How to complete this task:
Reproduce every record exactly as given.

Input material:
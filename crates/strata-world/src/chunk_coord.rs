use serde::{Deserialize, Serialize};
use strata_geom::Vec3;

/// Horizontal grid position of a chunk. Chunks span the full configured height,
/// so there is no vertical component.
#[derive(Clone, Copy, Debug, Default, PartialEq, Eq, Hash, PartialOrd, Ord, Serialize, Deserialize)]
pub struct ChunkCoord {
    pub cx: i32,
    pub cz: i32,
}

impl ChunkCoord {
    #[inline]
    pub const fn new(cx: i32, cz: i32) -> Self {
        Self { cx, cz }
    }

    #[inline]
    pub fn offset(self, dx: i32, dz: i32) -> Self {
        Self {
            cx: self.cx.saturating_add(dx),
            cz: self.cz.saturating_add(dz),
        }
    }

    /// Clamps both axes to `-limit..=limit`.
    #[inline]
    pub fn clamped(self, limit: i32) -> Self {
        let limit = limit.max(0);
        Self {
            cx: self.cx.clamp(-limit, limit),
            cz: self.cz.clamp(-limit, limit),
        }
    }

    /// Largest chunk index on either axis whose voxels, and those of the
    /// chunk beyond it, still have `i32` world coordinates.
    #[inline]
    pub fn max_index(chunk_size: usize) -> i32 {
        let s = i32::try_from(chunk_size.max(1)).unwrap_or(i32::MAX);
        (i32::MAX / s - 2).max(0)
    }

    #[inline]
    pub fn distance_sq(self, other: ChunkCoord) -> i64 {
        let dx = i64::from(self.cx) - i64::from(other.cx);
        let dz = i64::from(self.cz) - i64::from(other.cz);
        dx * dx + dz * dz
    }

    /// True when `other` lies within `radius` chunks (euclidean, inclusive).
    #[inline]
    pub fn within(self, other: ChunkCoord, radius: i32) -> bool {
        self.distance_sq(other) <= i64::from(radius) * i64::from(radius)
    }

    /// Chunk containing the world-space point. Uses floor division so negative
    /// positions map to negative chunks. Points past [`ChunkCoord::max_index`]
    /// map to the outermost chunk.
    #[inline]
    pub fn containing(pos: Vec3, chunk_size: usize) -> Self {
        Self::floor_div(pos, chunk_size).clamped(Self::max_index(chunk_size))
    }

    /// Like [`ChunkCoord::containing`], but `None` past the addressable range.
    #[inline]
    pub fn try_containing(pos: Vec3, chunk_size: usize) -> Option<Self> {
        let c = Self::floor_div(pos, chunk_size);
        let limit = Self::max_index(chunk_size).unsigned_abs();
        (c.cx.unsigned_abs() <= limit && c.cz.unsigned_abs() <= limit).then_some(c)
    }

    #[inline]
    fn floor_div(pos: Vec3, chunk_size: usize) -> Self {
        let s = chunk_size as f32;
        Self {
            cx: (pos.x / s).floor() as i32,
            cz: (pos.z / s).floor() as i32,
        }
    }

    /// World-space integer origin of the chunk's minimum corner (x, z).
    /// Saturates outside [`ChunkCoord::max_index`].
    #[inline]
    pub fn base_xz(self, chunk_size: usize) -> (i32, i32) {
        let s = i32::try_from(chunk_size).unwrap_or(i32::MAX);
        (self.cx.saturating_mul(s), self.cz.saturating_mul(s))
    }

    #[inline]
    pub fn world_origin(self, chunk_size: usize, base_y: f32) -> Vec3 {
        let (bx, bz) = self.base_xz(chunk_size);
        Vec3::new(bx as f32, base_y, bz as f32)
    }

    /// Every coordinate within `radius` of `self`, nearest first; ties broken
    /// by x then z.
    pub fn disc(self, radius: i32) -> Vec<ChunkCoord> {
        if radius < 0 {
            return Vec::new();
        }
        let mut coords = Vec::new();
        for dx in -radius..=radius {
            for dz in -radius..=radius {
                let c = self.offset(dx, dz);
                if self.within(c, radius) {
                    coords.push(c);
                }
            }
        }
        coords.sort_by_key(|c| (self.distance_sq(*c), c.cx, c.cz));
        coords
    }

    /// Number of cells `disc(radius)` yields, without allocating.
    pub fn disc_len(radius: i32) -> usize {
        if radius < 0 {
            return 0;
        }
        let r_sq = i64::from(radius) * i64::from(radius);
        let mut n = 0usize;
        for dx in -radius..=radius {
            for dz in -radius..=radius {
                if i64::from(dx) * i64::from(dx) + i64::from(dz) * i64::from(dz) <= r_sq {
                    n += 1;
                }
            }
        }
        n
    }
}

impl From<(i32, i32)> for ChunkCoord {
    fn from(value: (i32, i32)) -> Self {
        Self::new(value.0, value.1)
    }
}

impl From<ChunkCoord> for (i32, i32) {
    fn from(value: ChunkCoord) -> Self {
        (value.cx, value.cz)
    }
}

Exercise answer:
filename crates/strata-world/src/chunk_coord.rs
use serde::{Deserialize, Serialize};
use strata_geom::Vec3;

/// Horizontal grid position of a chunk. Chunks span the full configured height,
/// so there is no vertical component.
#[derive(Clone, Copy, Debug, Default, PartialEq, Eq, Hash, PartialOrd, Ord, Serialize, Deserialize)]
pub struct ChunkCoord {
    pub cx: i32,
    pub cz: i32,
}

impl ChunkCoord {
    #[inline]
    pub const fn new(cx: i32, cz: i32) -> Self {
        Self { cx, cz }
    }

    #[inline]
    pub fn offset(self, dx: i32, dz: i32) -> Self {
        Self {
            cx: self.cx.saturating_add(dx),
            cz: self.cz.saturating_add(dz),
        }
    }

    /// Clamps both axes to `-limit..=limit`.
    #[inline]
    pub fn clamped(self, limit: i32) -> Self {
        let limit = limit.max(0);
        Self {
            cx: self.cx.clamp(-limit, limit),
            cz: self.cz.clamp(-limit, limit),
        }
    }

    /// Largest chunk index on either axis whose voxels, and those of the
    /// chunk beyond it, still have `i32` world coordinates.
    #[inline]
    pub fn max_index(chunk_size: usize) -> i32 {
        let s = i32::try_from(chunk_size.max(1)).unwrap_or(i32::MAX);
        (i32::MAX / s - 2).max(0)
    }

    #[inline]
    pub fn distance_sq(self, other: ChunkCoord) -> i64 {
        let dx = i64::from(self.cx) - i64::from(other.cx);
        let dz = i64::from(self.cz) - i64::from(other.cz);
        dx * dx + dz * dz
    }

    /// True when `other` lies within `radius` chunks (euclidean, inclusive).
    #[inline]
    pub fn within(self, other: ChunkCoord, radius: i32) -> bool {
        self.distance_sq(other) <= i64::from(radius) * i64::from(radius)
    }

    /// Chunk containing the world-space point. Uses floor division so negative
    /// positions map to negative chunks. Points past [`ChunkCoord::max_index`]
    /// map to the outermost chunk.
    #[inline]
    pub fn containing(pos: Vec3, chunk_size: usize) -> Self {
        Self::floor_div(pos, chunk_size).clamped(Self::max_index(chunk_size))
    }

    /// Like [`ChunkCoord::containing`], but `None` past the addressable range.
    #[inline]
    pub fn try_containing(pos: Vec3, chunk_size: usize) -> Option<Self> {
        let c = Self::floor_div(pos, chunk_size);
        let limit = Self::max_index(chunk_size).unsigned_abs();
        (c.cx.unsigned_abs() <= limit && c.cz.unsigned_abs() <= limit).then_some(c)
    }

    #[inline]
    fn floor_div(pos: Vec3, chunk_size: usize) -> Self {
        let s = chunk_size as f32;
        Self {
            cx: (pos.x / s).floor() as i32,
            cz: (pos.z / s).floor() as i32,
        }
    }

    /// World-space integer origin of the chunk's minimum corner (x, z).
    /// Saturates outside [`ChunkCoord::max_index`].
    #[inline]
    pub fn base_xz(self, chunk_size: usize) -> (i32, i32) {
        let s = i32::try_from(chunk_size).unwrap_or(i32::MAX);
        (self.cx.saturating_mul(s), self.cz.saturating_mul(s))
    }

    #[inline]
    pub fn world_origin(self, chunk_size: usize, base_y: f32) -> Vec3 {
        let (bx, bz) = self.base_xz(chunk_size);
        Vec3::new(bx as f32, base_y, bz as f32)
    }

    /// Every coordinate within `radius` of `self`, nearest first; ties broken
    /// by x then z.
    pub fn disc(self, radius: i32) -> Vec<ChunkCoord> {
        if radius < 0 {
            return Vec::new();
        }
        let mut coords = Vec::new();
        for dx in -radius..=radius {
            for dz in -radius..=radius {
                let c = self.offset(dx, dz);
                if self.within(c, radius) {
                    coords.push(c);
                }
            }
        }
        coords.sort_by_key(|c| (self.distance_sq(*c), c.cx, c.cz));
        coords
    }

    /// Number of cells `disc(radius)` yields, without allocating.
    pub fn disc_len(radius: i32) -> usize {
        if radius < 0 {
            return 0;
        }
        let r_sq = i64::from(radius) * i64::from(radius);
        let mut n = 0usize;
        for dx in -radius..=radius {
            for dz in -radius..=radius {
                if i64::from(dx) * i64::from(dx) + i64::from(dz) * i64::from(dz) <= r_sq {
                    n += 1;
                }
            }
        }
        n
    }
}

impl From<(i32, i32)> for ChunkCoord {
    fn from(value: (i32, i32)) -> Self {
        Self::new(value.0, value.1)
    }
}

impl From<ChunkCoord> for (i32, i32) {
    fn from(value: ChunkCoord) -> Self {
        (value.cx, value.cz)
    }
}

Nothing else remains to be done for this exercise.